Bruno Silva: An Ontology of Impermanence
By Anaïs Castro
2025
Bruno Silva’s practice unfolds in the space of contradiction. His work grapples with the relentless transformation of bodies and objects, yet it simultaneously strives to arrest this flux, to pin down an elusive instant as though capturing a still image from the perpetual flow of time. Between motion and stasis, he builds a poetics of tension that generates a cascade of dualities that define his artistic language: the living and the inert, the functional and the dysfunctional, the synthetic and the organic. It is in this unsettled zone, where categories erode and overlap, that Silva’s work breathes.
Central to his approach is a displacement of materiality itself. Objects are treated as images, while words acquire a sculptural density. A child’s toy, a toothpaste tube, a balloon long since deflated — objects belonging to the realm of use and play returned as debris washed up by the tide that the artist found on the beach. Silva gathers them like fragile testimonies, residue of lives once lived and then abandoned. The box—at once container, coffin, reliquary—is a recurring actor in this poetics of material. Sometimes left starkly empty, sometimes brimming with improbable cargo, it becomes, in works such as dr cabanès: flor da pele, a theatre for fragments culled from the detritus of everyday life: food scraps, button, and other discarded trinkets. Once placed within Silva’s boxes, these objects no longer serve as refuse; they acquire the aura of relics. The boxes become surrogate bodies, fragile vessels that offer shelter and care to what the world has cast aside—recalling the lineage of the readymade while interrogating contemporary obsessions with preservation, and the uncomfortable inescapability of death.
Consumption—whether of food, objects, or images—returns as a persistent question in Silva’s practice. For the artist, it represents a double-edged condition: a necessity of survival that simultaneously exposes the excesses of contemporary existence. He often uses a mixture of glue and talcum powder that evoke gastric juices, the unruly metabolism that binds survival to waste, and renewal to decay. The skin, in this context, emerges as both metaphor and method: a surface that erodes and regenerates, mediating between interior and exterior, body and world, matter and affect. This sensibility extends to his visual processes, where images are transferred through wetness, adhesive layers and fragile translucencies, their textures recalling the porous boundary of flesh—at once barrier and threshold, wound and membrane.

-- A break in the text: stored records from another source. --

//! Method dispatch by name.
//!
//! A `Method` operation carries the method name as data; dispatch happens
//! here against the evaluated base value on every replay. `supports` is the
//! companion test used by attribute access to decide whether a name extends
//! the pipeline.

use indexmap::IndexMap;

use crate::error::{Error, Result};
use crate::value::{Table, Value};

/// Method names understood per value kind.
const STR_METHODS: &[&str] = &[
    "upper",
    "lower",
    "title",
    "strip",
    "split",
    "replace",
    "startswith",
    "endswith",
    "join",
];
const LIST_METHODS: &[&str] = &["count", "index"];
const MAP_METHODS: &[&str] = &["get", "keys", "values", "items"];
const TABLE_METHODS: &[&str] = &["head", "tail", "select", "sort_values", "plot"];

/// Whether `name` is a callable method of `value`.
pub fn supports(value: &Value, name: &str) -> bool {
    let names: &[&str] = match value {
        Value::Str(_) => STR_METHODS,
        Value::List(_) => LIST_METHODS,
        Value::Map(_) => MAP_METHODS,
        Value::Table(_) => TABLE_METHODS,
        _ => &[],
    };
    names.contains(&name)
}

/// Invoke `base.name(args, kwargs)`.
pub fn call(
    base: &Value,
    name: &str,
    args: &[Value],
    kwargs: &IndexMap<String, Value>,
) -> Result<Value> {
    match base {
        Value::Str(s) => str_method(s, name, args),
        Value::List(items) => list_method(items, name, args),
        Value::Map(m) => map_method(m, name, args),
        Value::Table(t) => table_method(t, name, args, kwargs),
        _ => Err(Error::UnknownMethod {
            name: name.to_string(),
            kind: base.kind(),
        }),
    }
}

fn arity(name: &str, expected: usize, got: usize) -> Error {
    Error::Arity {
        name: name.to_string(),
        expected,
        got,
    }
}

fn expect_str<'a>(_name: &str, v: &'a Value) -> Result<&'a str> {
    match v {
        Value::Str(s) => Ok(s),
        other => Err(Error::TypeMismatch {
            op: "method argument",
            lhs: "str",
            rhs: other.kind(),
        }),
    }
}

// =============================================================================
// Per-kind dispatch
// =============================================================================

fn str_method(s: &str, name: &str, args: &[Value]) -> Result<Value> {
    match name {
        "upper" => Ok(Value::Str(s.to_uppercase())),
        "lower" => Ok(Value::Str(s.to_lowercase())),
        "strip" => Ok(Value::Str(s.trim().to_string())),
        "title" => {
            let mut out = String::with_capacity(s.len());
            let mut at_word_start = true;
            for c in s.chars() {
                if c.is_alphanumeric() {
                    if at_word_start {
                        out.extend(c.to_uppercase());
                    } else {
                        out.extend(c.to_lowercase());
                    }
                    at_word_start = false;
                } else {
                    out.push(c);
                    at_word_start = true;
                }
            }
            Ok(Value::Str(out))
        }
        "split" => {
            let parts: Vec<Value> = match args {
                [] => s.split_whitespace().map(|p| Value::Str(p.into())).collect(),
                [sep] => {
                    let sep = expect_str(name, sep)?;
                    s.split(sep).map(|p| Value::Str(p.into())).collect()
                }
                _ => return Err(arity(name, 1, args.len())),
            };
            Ok(Value::List(parts))
        }
        "replace" => match args {
            [from, to] => {
                let from = expect_str(name, from)?;
                let to = expect_str(name, to)?;
                Ok(Value::Str(s.replace(from, to)))
            }
            _ => Err(arity(name, 2, args.len())),
        },
        "startswith" => match args {
            [prefix] => Ok(Value::Bool(s.starts_with(expect_str(name, prefix)?))),
            _ => Err(arity(name, 1, args.len())),
        },
        "endswith" => match args {
            [suffix] => Ok(Value::Bool(s.ends_with(expect_str(name, suffix)?))),
            _ => Err(arity(name, 1, args.len())),
        },
        "join" => match args {
            [Value::List(items)] => {
                let parts: Vec<String> = items.iter().map(|v| v.to_string()).collect();
                Ok(Value::Str(parts.join(s)))
            }
            [other] => Err(Error::TypeMismatch {
                op: "join",
                lhs: "list",
                rhs: other.kind(),
            }),
            _ => Err(arity(name, 1, args.len())),
        },
        _ => Err(Error::UnknownMethod {
            name: name.to_string(),
            kind: "str",
        }),
    }
}

fn list_method(items: &[Value], name: &str, args: &[Value]) -> Result<Value> {
    match name {
        "count" => match args {
            [needle] => Ok(Value::Int(items.iter().filter(|v| *v == needle).count() as i64)),
            _ => Err(arity(name, 1, args.len())),
        },
        "index" => match args {
            [needle] => items
                .iter()
                .position(|v| v == needle)
                .map(|i| Value::Int(i as i64))
                .ok_or_else(|| Error::MissingKey(needle.to_string())),
            _ => Err(arity(name, 1, args.len())),
        },
        _ => Err(Error::UnknownMethod {
            name: name.to_string(),
            kind: "list",
        }),
    }
}

fn map_method(m: &IndexMap<String, Value>, name: &str, args: &[Value]) -> Result<Value> {
    match name {
        "get" => match args {
            [key] => {
                let key = expect_str(name, key)?;
                Ok(m.get(key).cloned().unwrap_or(Value::None))
            }
            [key, default] => {
                let key = expect_str(name, key)?;
                Ok(m.get(key).cloned().unwrap_or_else(|| default.clone()))
            }
            _ => Err(arity(name, 1, args.len())),
        },
        "keys" => Ok(Value::List(
            m.keys().map(|k| Value::Str(k.clone())).collect(),
        )),
        "values" => Ok(Value::List(m.values().cloned().collect())),
        "items" => Ok(Value::List(
            m.iter()
                .map(|(k, v)| Value::List(vec![Value::Str(k.clone()), v.clone()]))
                .collect(),
        )),
        _ => Err(Error::UnknownMethod {
            name: name.to_string(),
            kind: "map",
        }),
    }
}

fn table_method(
    t: &Table,
    name: &str,
    args: &[Value],
    kwargs: &IndexMap<String, Value>,
) -> Result<Value> {
    // `n` may come positionally or as a keyword, matching the original API.
    let row_count = |default: i64| -> Result<usize> {
        let n = match (args.first(), kwargs.get("n")) {
            (Some(Value::Int(n)), _) | (None, Some(Value::Int(n))) => *n,
            (None, None) => default,
            _ => {
                return Err(Error::TypeMismatch {
                    op: "method argument",
                    lhs: "int",
                    rhs: "other",
                });
            }
        };
        Ok(n.max(0) as usize)
    };

    match name {
        "head" => Ok(Value::Table(t.head(row_count(5)?))),
        "tail" => Ok(Value::Table(t.tail(row_count(5)?))),
        "select" => match args {
            [Value::List(cols)] => {
                let names = cols
                    .iter()
                    .map(|c| match c {
                        Value::Str(s) => Ok(s.clone()),
                        other => Err(Error::TypeMismatch {
                            op: "select",
                            lhs: "str",
                            rhs: other.kind(),
                        }),
                    })
                    .collect::<Result<Vec<_>>>()?;
                Ok(Value::Table(t.select(&names)?))
            }
            _ => Err(arity(name, 1, args.len())),
        },
        "sort_values" => {
            let by = match (args.first(), kwargs.get("by")) {
                (Some(v), _) | (None, Some(v)) => expect_str(name, v)?,
                (None, None) => return Err(arity(name, 1, 0)),
            };
            let ascending = kwargs
                .get("ascending")
                .map(Value::is_truthy)
                .unwrap_or(true);
            Ok(Value::Table(t.sort_by_column(by, ascending)?))
        }
        // Plotting itself belongs to a rendering collaborator; the core
        // records the call (with its injected kwargs) and summarizes it.
        "plot" => {
            let mut spec: IndexMap<String, Value> = IndexMap::new();
            spec.insert("kind".into(), Value::Str("plot".into()));
            spec.insert("rows".into(), Value::Int(t.len() as i64));
            for (k, v) in kwargs {
                spec.insert(k.clone(), v.clone());
            }
            Ok(Value::Map(spec))
        }
        _ => Err(Error::UnknownMethod {
            name: name.to_string(),
            kind: "table",
        }),
    }
}

// =============================================================================
// Tests
// =============================================================================

#[cfg(test)]
mod tests {
    use super::*;

    fn kw() -> IndexMap<String, Value> {
        IndexMap::new()
    }

    #[test]
    fn test_str_methods() {
        let s = Value::Str("  hello world  ".into());
        assert_eq!(
            call(&s, "strip", &[], &kw()).unwrap(),
            Value::Str("hello world".into())
        );
        let s = Value::Str("a,b,c".into());
        assert_eq!(
            call(&s, "split", &[Value::Str(",".into())], &kw()).unwrap(),
            Value::List(vec![
                Value::Str("a".into()),
                Value::Str("b".into()),
                Value::Str("c".into())
            ])
        );
        let s = Value::Str("hello world".into());
        assert_eq!(
            call(&s, "title", &[], &kw()).unwrap(),
            Value::Str("Hello World".into())
        );
    }

    #[test]
    fn test_arity_error() {
        let s = Value::Str("x".into());
        assert_eq!(
            call(&s, "replace", &[Value::Str("a".into())], &kw()),
            Err(Error::Arity {
                name: "replace".into(),
                expected: 2,
                got: 1
            })
        );
    }

    #[test]
    fn test_map_get_default() {
        let mut m = IndexMap::new();
        m.insert("x".to_string(), Value::Int(1));
        let v = Value::Map(m);
        assert_eq!(
            call(&v, "get", &[Value::Str("y".into()), Value::Int(9)], &kw()).unwrap(),
            Value::Int(9)
        );
        assert_eq!(
            call(&v, "get", &[Value::Str("y".into())], &kw()).unwrap(),
            Value::None
        );
    }

    #[test]
    fn test_table_head_kwarg() {
        let t = Table::from_columns([("a", (0..10).map(Value::Int).collect::<Vec<_>>())]).unwrap();
        let v = Value::Table(t);

        let mut kwargs = IndexMap::new();
        kwargs.insert("n".to_string(), Value::Int(3));
        match call(&v, "head", &[], &kwargs).unwrap() {
            Value::Table(t) => assert_eq!(t.len(), 3),
            other => panic!("expected table, got {other:?}"),
        }
        // Default row count.
        match call(&v, "head", &[], &kw()).unwrap() {
            Value::Table(t) => assert_eq!(t.len(), 5),
            other => panic!("expected table, got {other:?}"),
        }
    }

    #[test]
    fn test_unknown_method() {
        assert!(matches!(
            call(&Value::Int(1), "head", &[], &kw()),
            Err(Error::UnknownMethod { .. })
        ));
    }

    #[test]
    fn test_supports() {
        assert!(supports(&Value::Str(String::new()), "upper"));
        assert!(!supports(&Value::Str(String::new()), "head"));
        assert!(supports(&Value::Table(Table::default()), "head"));
    }
}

Motifs of haunting weave through the work: sleepless eyes that stare without rest in the insomniacs series; Dixie, a ghostlike dog that grows more spectral with each successive layer of glue. These figures seem less representations than apparitions, images that hover between presence and disappearance. Tattooing techniques recur across surfaces and even on gallery walls—as though language itself were an incision inscribed upon space. Language, in fact, is mobilized as matter: words and poetry punctuate his practice, functioning as fragments to be recombined into new constellations of meaning. His ongoing pages de route—a multilingual accumulation of texts, addresses, farewells, and stories—functions as both diary and cartography, situating the work within the itinerant geographies of Silva’s vast practice.
The gallery, for Silva, is never neutral backdrop but a co-conspirator. He has exhibited in butcher shops, an old garage shop, spas and other unconventional sites, allowing each location to exert its own gravitational pull, shaping materials, subject matter, and meaning. In Water Marks (Royat), for instance, Silva placed his works among commodities sold in the shop of a thermal spa, collapsing the distinctions between art and commerce while juxtaposing the economy of wellness with the mechanisms of capital exchange.
Always shifting between registers—poetic and material, intimate and systemic—Bruno Silva’s practice inhabits a liminal zone between the body and object, preservation and erosion, consumption and survival. At its core lies an attentiveness to cycles of transformation, where all that has been discarded reemerges with new potential, everything and everyone belonging to the same continuum, endlessly circulating through matter. Attuned to this economy of becoming, Silva’s practice becomes less an act of archiving than of alchemy: a transmutation of the overlooked into the luminous, of the perishable into the enduring. Fruit left to desiccate, plastic flowers lifted from graves, or a tooth encased in glass all whisper of mortality, not as an end but as a passage toward renewal. Silva does not offer consolation but lucidity: every fragment, every object, every meaning like every word, remains caught in the liquid current of transformation.